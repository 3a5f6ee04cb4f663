mod common;

use std::cell::Cell;

use common::*;
use crossterm::event::KeyCode;
use sprint_core::{DocumentAdapter, Workspace};
use sprint_hub::dashboard::{action_for_key, Action, Dashboard, LazyAdapter, Status};
use speculate2::speculate;
use tempfile::TempDir;

speculate! {
    before {
        let tmp = TempDir::new().expect("Failed to create temp dir");
        let workspace = Workspace::new(tmp.path());
        let docs = FakeDocs::new();
        let connects = Cell::new(0);
        let mut adapter = LazyAdapter::new(|| {
            connects.set(connects.get() + 1);
            Ok(Box::new(docs.clone()) as Box<dyn DocumentAdapter>)
        });
    }

    describe "keys" {
        it "maps the documented bindings" {
            assert_eq!(action_for_key(KeyCode::Char('q')), Some(Action::Quit));
            assert_eq!(action_for_key(KeyCode::Char('p')), Some(Action::PushAll));
            assert_eq!(action_for_key(KeyCode::Char('r')), Some(Action::Refresh));
            assert_eq!(action_for_key(KeyCode::Char('d')), Some(Action::DeleteSelected));
            assert_eq!(action_for_key(KeyCode::Down), Some(Action::SelectNext));
            assert_eq!(action_for_key(KeyCode::Char('k')), Some(Action::SelectPrevious));
            assert_eq!(action_for_key(KeyCode::Char('x')), None);
        }
    }

    describe "without an active sprint" {
        it "shows an empty buffer" {
            let dashboard = Dashboard::load(Workspace::new(tmp.path()));
            assert!(dashboard.entries().is_empty());
            assert!(dashboard.sections().is_empty());
            assert!(dashboard.title().ends_with("no active sprint"));
        }

        it "refuses to push" {
            let mut dashboard = Dashboard::load(Workspace::new(tmp.path()));
            dashboard.apply(Action::PushAll, &mut adapter);

            assert_eq!(dashboard.status(), Some(&Status::Error("No active sprint.".to_string())));
            assert_eq!(connects.get(), 0);
        }
    }

    describe "with an active sprint" {
        before {
            active_sprint(&workspace);
            captured(&workspace, "port_scan", "22/tcp open");
            captured(&workspace, "notes", "misc");
            let mut dashboard = Dashboard::load(Workspace::new(tmp.path()));
        }

        it "lists entries and mapped sections" {
            assert!(dashboard.title().ends_with("sprint-test"));
            assert_eq!(dashboard.entries().len(), 2);
            assert!(dashboard.is_mapped("port_scan"));
            assert!(!dashboard.is_mapped("notes"));
            assert_eq!(
                dashboard.sections(),
                vec![
                    ("exec_summary".to_string(), "§ Executive Summary".to_string()),
                    ("port_scan".to_string(), "Enumeration!B4".to_string()),
                ]
            );
        }

        it "keeps the selection inside the list" {
            dashboard.apply(Action::SelectPrevious, &mut adapter);
            assert_eq!(dashboard.selected(), 0);
            dashboard.apply(Action::SelectNext, &mut adapter);
            dashboard.apply(Action::SelectNext, &mut adapter);
            assert_eq!(dashboard.selected(), 1);
        }

        it "deletes the selected entry" {
            dashboard.apply(Action::SelectNext, &mut adapter);
            dashboard.apply(Action::DeleteSelected, &mut adapter);

            assert_eq!(labels(&workspace), vec!["port_scan"]);
            assert_eq!(dashboard.selected(), 0);
            assert_eq!(dashboard.status(), Some(&Status::Info("Deleted 'notes'.".to_string())));
        }

        it "keeps the buffer after a partial push" {
            dashboard.apply(Action::PushAll, &mut adapter);

            assert_eq!(docs.writes(), vec!["sheet123:Enumeration!B4=22/tcp open".to_string()]);
            assert_eq!(dashboard.entries().len(), 2);
            assert!(matches!(
                dashboard.status(),
                Some(Status::Warning(message)) if message.starts_with("Done: 1 pushed, 1 errors.")
            ));
        }

        it "clears the buffer after a full push and connects once" {
            commands_remove(&workspace, "notes");
            dashboard.apply(Action::Refresh, &mut adapter);
            dashboard.apply(Action::PushAll, &mut adapter);
            captured(&workspace, "port_scan", "80/tcp open");
            dashboard.apply(Action::Refresh, &mut adapter);
            dashboard.apply(Action::PushAll, &mut adapter);

            assert_eq!(docs.writes().len(), 2);
            assert!(dashboard.entries().is_empty());
            assert_eq!(connects.get(), 1);
            assert_eq!(
                dashboard.status(),
                Some(&Status::Info("Done: 1 pushed, 0 errors.".to_string()))
            );
        }

        it "sees captures made outside after a refresh" {
            captured(&workspace, "ffuf_output", "/admin 200");
            assert_eq!(dashboard.entries().len(), 2);
            dashboard.apply(Action::Refresh, &mut adapter);
            assert_eq!(dashboard.entries().len(), 3);
        }

        it "quits" {
            assert!(!dashboard.should_quit());
            dashboard.apply(Action::Quit, &mut adapter);
            assert!(dashboard.should_quit());
        }
    }
}

fn commands_remove(workspace: &Workspace, label: &str) {
    sprint_hub::commands::remove(workspace, label).expect("Failed to remove");
}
....................
> EXERCISE DIRECTIONS:
In the records above, find the lines holding "speculate". Copy each one.

> RESPONSE:
use speculate2::speculate;
speculate! {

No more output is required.